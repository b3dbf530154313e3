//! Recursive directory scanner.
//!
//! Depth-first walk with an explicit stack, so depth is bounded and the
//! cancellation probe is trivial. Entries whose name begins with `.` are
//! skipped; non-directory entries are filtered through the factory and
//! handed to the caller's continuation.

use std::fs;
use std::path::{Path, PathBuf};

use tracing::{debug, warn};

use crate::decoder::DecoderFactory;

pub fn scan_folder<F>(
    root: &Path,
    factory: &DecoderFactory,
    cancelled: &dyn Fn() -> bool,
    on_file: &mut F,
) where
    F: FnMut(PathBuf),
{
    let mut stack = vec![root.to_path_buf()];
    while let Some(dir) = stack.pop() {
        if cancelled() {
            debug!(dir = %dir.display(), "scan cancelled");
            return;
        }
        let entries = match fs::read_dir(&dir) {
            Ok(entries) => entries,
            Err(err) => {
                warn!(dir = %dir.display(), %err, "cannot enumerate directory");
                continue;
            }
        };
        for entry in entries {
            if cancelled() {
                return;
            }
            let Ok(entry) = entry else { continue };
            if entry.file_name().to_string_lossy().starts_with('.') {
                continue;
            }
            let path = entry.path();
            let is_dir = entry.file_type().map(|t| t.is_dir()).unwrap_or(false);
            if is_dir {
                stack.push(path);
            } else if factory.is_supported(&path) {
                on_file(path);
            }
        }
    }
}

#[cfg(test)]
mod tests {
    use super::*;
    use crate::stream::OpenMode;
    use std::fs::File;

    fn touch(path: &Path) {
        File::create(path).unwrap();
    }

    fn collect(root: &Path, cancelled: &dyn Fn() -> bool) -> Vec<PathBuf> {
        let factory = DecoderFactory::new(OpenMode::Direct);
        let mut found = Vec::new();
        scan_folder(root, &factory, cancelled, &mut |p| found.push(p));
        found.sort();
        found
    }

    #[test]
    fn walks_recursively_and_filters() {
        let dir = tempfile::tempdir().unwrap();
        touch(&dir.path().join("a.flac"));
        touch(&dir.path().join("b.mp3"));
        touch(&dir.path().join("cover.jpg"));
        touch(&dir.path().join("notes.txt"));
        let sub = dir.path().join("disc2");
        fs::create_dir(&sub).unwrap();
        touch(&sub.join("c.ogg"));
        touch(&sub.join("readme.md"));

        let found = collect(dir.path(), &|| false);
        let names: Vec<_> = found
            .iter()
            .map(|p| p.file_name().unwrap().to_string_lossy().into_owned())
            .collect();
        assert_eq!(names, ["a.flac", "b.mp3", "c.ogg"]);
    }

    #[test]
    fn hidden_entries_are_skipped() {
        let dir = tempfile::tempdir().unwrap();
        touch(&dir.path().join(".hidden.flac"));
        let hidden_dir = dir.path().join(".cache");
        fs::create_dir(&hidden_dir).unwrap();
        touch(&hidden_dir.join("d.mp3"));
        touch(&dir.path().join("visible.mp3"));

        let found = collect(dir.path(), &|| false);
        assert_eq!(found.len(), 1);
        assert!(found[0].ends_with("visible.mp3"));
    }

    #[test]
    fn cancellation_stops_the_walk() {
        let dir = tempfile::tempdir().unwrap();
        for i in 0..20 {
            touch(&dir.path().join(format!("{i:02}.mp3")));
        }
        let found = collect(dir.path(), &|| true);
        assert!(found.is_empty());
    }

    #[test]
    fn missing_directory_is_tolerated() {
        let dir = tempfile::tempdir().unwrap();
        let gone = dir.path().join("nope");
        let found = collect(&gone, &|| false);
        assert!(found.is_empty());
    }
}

^^^^

Brief:
Transcribe the data above in full, exactly as it appears.

Result of this exercise:
repository b3dbf530154313e3
//! Recursive directory scanner.
//!
//! Depth-first walk with an explicit stack, so depth is bounded and the
//! cancellation probe is trivial. Entries whose name begins with `.` are
//! skipped; non-directory entries are filtered through the factory and
//! handed to the caller's continuation.

use std::fs;
use std::path::{Path, PathBuf};

use tracing::{debug, warn};

use crate::decoder::DecoderFactory;

pub fn scan_folder<F>(
    root: &Path,
    factory: &DecoderFactory,
    cancelled: &dyn Fn() -> bool,
    on_file: &mut F,
) where
    F: FnMut(PathBuf),
{
    let mut stack = vec![root.to_path_buf()];
    while let Some(dir) = stack.pop() {
        if cancelled() {
            debug!(dir = %dir.display(), "scan cancelled");
            return;
        }
        let entries = match fs::read_dir(&dir) {
            Ok(entries) => entries,
            Err(err) => {
                warn!(dir = %dir.display(), %err, "cannot enumerate directory");
                continue;
            }
        };
        for entry in entries {
            if cancelled() {
                return;
            }
            let Ok(entry) = entry else { continue };
            if entry.file_name().to_string_lossy().starts_with('.') {
                continue;
            }
            let path = entry.path();
            let is_dir = entry.file_type().map(|t| t.is_dir()).unwrap_or(false);
            if is_dir {
                stack.push(path);
            } else if factory.is_supported(&path) {
                on_file(path);
            }
        }
    }
}

#[cfg(test)]
mod tests {
    use super::*;
    use crate::stream::OpenMode;
    use std::fs::File;

    fn touch(path: &Path) {
        File::create(path).unwrap();
    }

    fn collect(root: &Path, cancelled: &dyn Fn() -> bool) -> Vec<PathBuf> {
        let factory = DecoderFactory::new(OpenMode::Direct);
        let mut found = Vec::new();
        scan_folder(root, &factory, cancelled, &mut |p| found.push(p));
        found.sort();
        found
    }

    #[test]
    fn walks_recursively_and_filters() {
        let dir = tempfile::tempdir().unwrap();
        touch(&dir.path().join("a.flac"));
        touch(&dir.path().join("b.mp3"));
        touch(&dir.path().join("cover.jpg"));
        touch(&dir.path().join("notes.txt"));
        let sub = dir.path().join("disc2");
        fs::create_dir(&sub).unwrap();
        touch(&sub.join("c.ogg"));
        touch(&sub.join("readme.md"));

        let found = collect(dir.path(), &|| false);
        let names: Vec<_> = found
            .iter()
            .map(|p| p.file_name().unwrap().to_string_lossy().into_owned())
            .collect();
        assert_eq!(names, ["a.flac", "b.mp3", "c.ogg"]);
    }

    #[test]
    fn hidden_entries_are_skipped() {
        let dir = tempfile::tempdir().unwrap();
        touch(&dir.path().join(".hidden.flac"));
        let hidden_dir = dir.path().join(".cache");
        fs::create_dir(&hidden_dir).unwrap();
        touch(&hidden_dir.join("d.mp3"));
        touch(&dir.path().join("visible.mp3"));

        let found = collect(dir.path(), &|| false);
        assert_eq!(found.len(), 1);
        assert!(found[0].ends_with("visible.mp3"));
    }

    #[test]
    fn cancellation_stops_the_walk() {
        let dir = tempfile::tempdir().unwrap();
        for i in 0..20 {
            touch(&dir.path().join(format!("{i:02}.mp3")));
        }
        let found = collect(dir.path(), &|| true);
        assert!(found.is_empty());
    }

    #[test]
    fn missing_directory_is_tolerated() {
        let dir = tempfile::tempdir().unwrap();
        let gone = dir.path().join("nope");
        let found = collect(&gone, &|| false);
        assert!(found.is_empty());
    }
}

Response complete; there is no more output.